0:00

In the last video, we talked about exponentially weighted averages.

This will turn out to be a key component of

several optimization algorithms that you used to train your neural networks.

So, in this video, I want to delve a little bit deeper

into intuitions for what this algorithm is really doing.

Recall that this is a key equation for implementing exponentially weighted averages.

And so, if beta equals 0.9 you got the red line.

If it was much closer to one,

if it was 0.98, you get the green line.

And it it's much smaller,

maybe 0.5, you get the yellow line.

Let's look a bit more than that to understand how

this is computing averages of the daily temperature.

So here's that equation again,

and let's set beta equals 0.9 and write out a few equations that this corresponds to.

So whereas, when you're implementing it you have T

going from zero to one, to two to three,

increasing values of T. To analyze it,

I've written it with decreasing values of T. And this goes on.

So let's take this first equation here,

and understand what V100 really is.

So V100 is going to be,

let me reverse these two terms,

it's going to be 0.1 times theta 100,

plus 0.9 times whatever the value was on the previous day.

Now, but what is V99?

Well, we'll just plug it in from this equation.
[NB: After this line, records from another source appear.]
//! Event streams over the streaming API.
//!
//! This module provides [`EventStream`], a typed stream of events read from
//! a WebSocket connection to the instance's streaming endpoint.
//!
//! # Authentication
//!
//! Servers from 2.8.4 on accept the access token as the WebSocket
//! sub-protocol. Older or unknown versions get it as the `access_token`
//! query parameter.
//!
//! # Cancellation
//!
//! Dropping an [`EventStream`] drops the connection. Use
//! [`EventStream::close`] to send a close frame first.

use std::marker::PhantomData;
use std::pin::Pin;
use std::sync::Arc;
use std::task::{Context, Poll, ready};

use futures::Stream;
use http::header::SEC_WEBSOCKET_PROTOCOL;
use http::{HeaderValue, Uri};
use masto_gateway_core::KeyCase;
use rustls::ClientConfig;
use semver::Version;
use serde::de::DeserializeOwned;
use serde_json::{Map, Value};
use tokio::net::TcpStream;
use tokio_tungstenite::tungstenite::client::IntoClientRequest;
use tokio_tungstenite::tungstenite::{self, Message};
use tokio_tungstenite::{Connector, MaybeTlsStream, WebSocketStream, connect_async_tls_with_config};

use crate::GatewayError;
use crate::client::from_payload;
use crate::config::GatewayConfig;
use crate::request::encoder::encode_query;
use crate::request::{append_query, resolve_url};

/// First server version accepting the token as a WebSocket sub-protocol.
pub const SUBPROTOCOL_TOKEN_SINCE: Version = Version::new(2, 8, 4);

const ACCESS_TOKEN_PARAM: &str = "access_token";

/// Where and how to open a stream.
#[derive(Debug, Clone, PartialEq)]
pub(crate) struct StreamTarget {
    pub(crate) uri: Uri,
    pub(crate) protocols: Vec<String>,
}

/// Resolve the stream URL and place the access token.
pub(crate) fn stream_target(
    config: &GatewayConfig,
    path: &str,
    params: Option<Value>,
) -> Result<StreamTarget, GatewayError> {
    let uri = resolve_url(&config.streaming_uri, path)?;
    let mut params = params.map(|p| config.outgoing_case().transform(p));
    let mut protocols = Vec::new();

    if let Some(token) = &config.access_token {
        let subprotocol = config
            .remote_version
            .as_ref()
            .is_some_and(|version| *version >= SUBPROTOCOL_TOKEN_SINCE);
        if subprotocol {
            protocols.push(token.clone());
        } else {
            match params.get_or_insert_with(|| Value::Object(Map::new())) {
                Value::Object(map) => {
                    map.insert(ACCESS_TOKEN_PARAM.to_owned(), Value::String(token.clone()));
                }
                _ => {
                    return Err(GatewayError::Encode(
                        "stream parameters must be an object".into(),
                    ));
                }
            }
        }
    }

    let uri = match &params {
        Some(params) => append_query(uri, &encode_query(params)?)?,
        None => uri,
    };
    Ok(StreamTarget { uri, protocols })
}

/// Parse one text frame into an event.
pub(crate) fn decode_event<T: DeserializeOwned>(text: &str, key_case: KeyCase) -> Result<T, GatewayError> {
    let value: Value = serde_json::from_str(text).map_err(|e| GatewayError::Decode(e.to_string()))?;
    from_payload(key_case.transform(value))
}

pin_project_lite::pin_project! {
    /// A stream of events of type `T` from the streaming API.
    ///
    /// Created by [`Gateway::stream`](crate::Gateway::stream). Text frames
    /// are parsed as JSON, have their keys rewritten to the gateway's
    /// [`KeyCase`] and are decoded into `T`. Other frames are skipped. The
    /// stream ends when the server closes the connection.
    ///
    /// # Example
    ///
    /// ```ignore
    /// use futures::StreamExt;
    ///
    /// let mut events = gateway.stream::<Event, _>("/api/v1/streaming", &json!({"stream": "user"})).await?;
    /// while let Some(event) = events.next().await {
    ///     println!("{:?}", event?);
    /// }
    /// ```
    pub struct EventStream<T> {
        #[pin]
        socket: WebSocketStream<MaybeTlsStream<TcpStream>>,
        key_case: KeyCase,
        done: bool,
        _event: PhantomData<fn() -> T>,
    }
}

impl<T> EventStream<T> {
    /// Open a connection to `target`.
    ///
    /// `tls` is used for `wss` URLs; without it the WebSocket library's
    /// default roots apply.
    pub(crate) async fn connect(
        target: StreamTarget,
        key_case: KeyCase,
        tls: Option<Arc<ClientConfig>>,
    ) -> Result<Self, GatewayError> {
        #[cfg(feature = "tracing")]
        tracing::debug!(path = target.uri.path(), subprotocol = !target.protocols.is_empty(), "opening stream");

        let mut request = target.uri.into_client_request()?;
        if !target.protocols.is_empty() {
            let mut value = HeaderValue::try_from(target.protocols.join(", "))
                .map_err(|e| GatewayError::Encode(format!("invalid access token: {e}")))?;
            value.set_sensitive(true);
            request.headers_mut().insert(SEC_WEBSOCKET_PROTOCOL, value);
        }

        let (socket, _) = connect_async_tls_with_config(request, None, false, tls.map(Connector::Rustls)).await?;

        Ok(Self {
            socket,
            key_case,
            done: false,
            _event: PhantomData,
        })
    }

    /// Send a close frame and wait for the connection to shut down.
    pub async fn close(mut self) -> Result<(), GatewayError> {
        match self.socket.close(None).await {
            Ok(()) | Err(tungstenite::Error::ConnectionClosed | tungstenite::Error::AlreadyClosed) => Ok(()),
            Err(err) => Err(err.into()),
        }
    }
}

impl<T> std::fmt::Debug for EventStream<T> {
    fn fmt(&self, f: &mut std::fmt::Formatter<'_>) -> std::fmt::Result {
        f.debug_struct("EventStream")
            .field("key_case", &self.key_case)
            .field("done", &self.done)
            .finish_non_exhaustive()
    }
}

impl<T: DeserializeOwned> Stream for EventStream<T> {
    type Item = Result<T, GatewayError>;

    fn poll_next(self: Pin<&mut Self>, cx: &mut Context<'_>) -> Poll<Option<Self::Item>> {
        let mut this = self.project();
        if *this.done {
            return Poll::Ready(None);
        }
        loop {
            match ready!(this.socket.as_mut().poll_next(cx)) {
                Some(Ok(Message::Text(text))) => {
                    return Poll::Ready(Some(decode_event(text.as_str(), *this.key_case)));
                }
                Some(Ok(Message::Close(_))) | None => {
                    *this.done = true;
                    return Poll::Ready(None);
                }
                Some(Ok(_)) => continue,
                Some(Err(err)) => {
                    *this.done = true;
                    return Poll::Ready(Some(Err(err.into())));
                }
            }
        }
    }
}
So this is just going to be 0.1 times theta 99,

and again I've reversed these two terms,

plus 0.9 times V98.

But then what is V98?

Well, you just get that from here.

So you can just plug in here,

0.1 times theta 98,

plus 0.9 times V97, and so on.

And if you multiply all of these terms out,

you can show that V100 is 0.1 times theta 100 plus.

Now, let's look at coefficient on theta 99,

it's going to be 0.1 times 0.9, times theta 99.

Now, let's look at the coefficient on theta 98,

there's a 0.1 here times 0.9, times 0.9.

So if we expand out the Algebra,

this become 0.1 times 0.9 squared, times theta 98.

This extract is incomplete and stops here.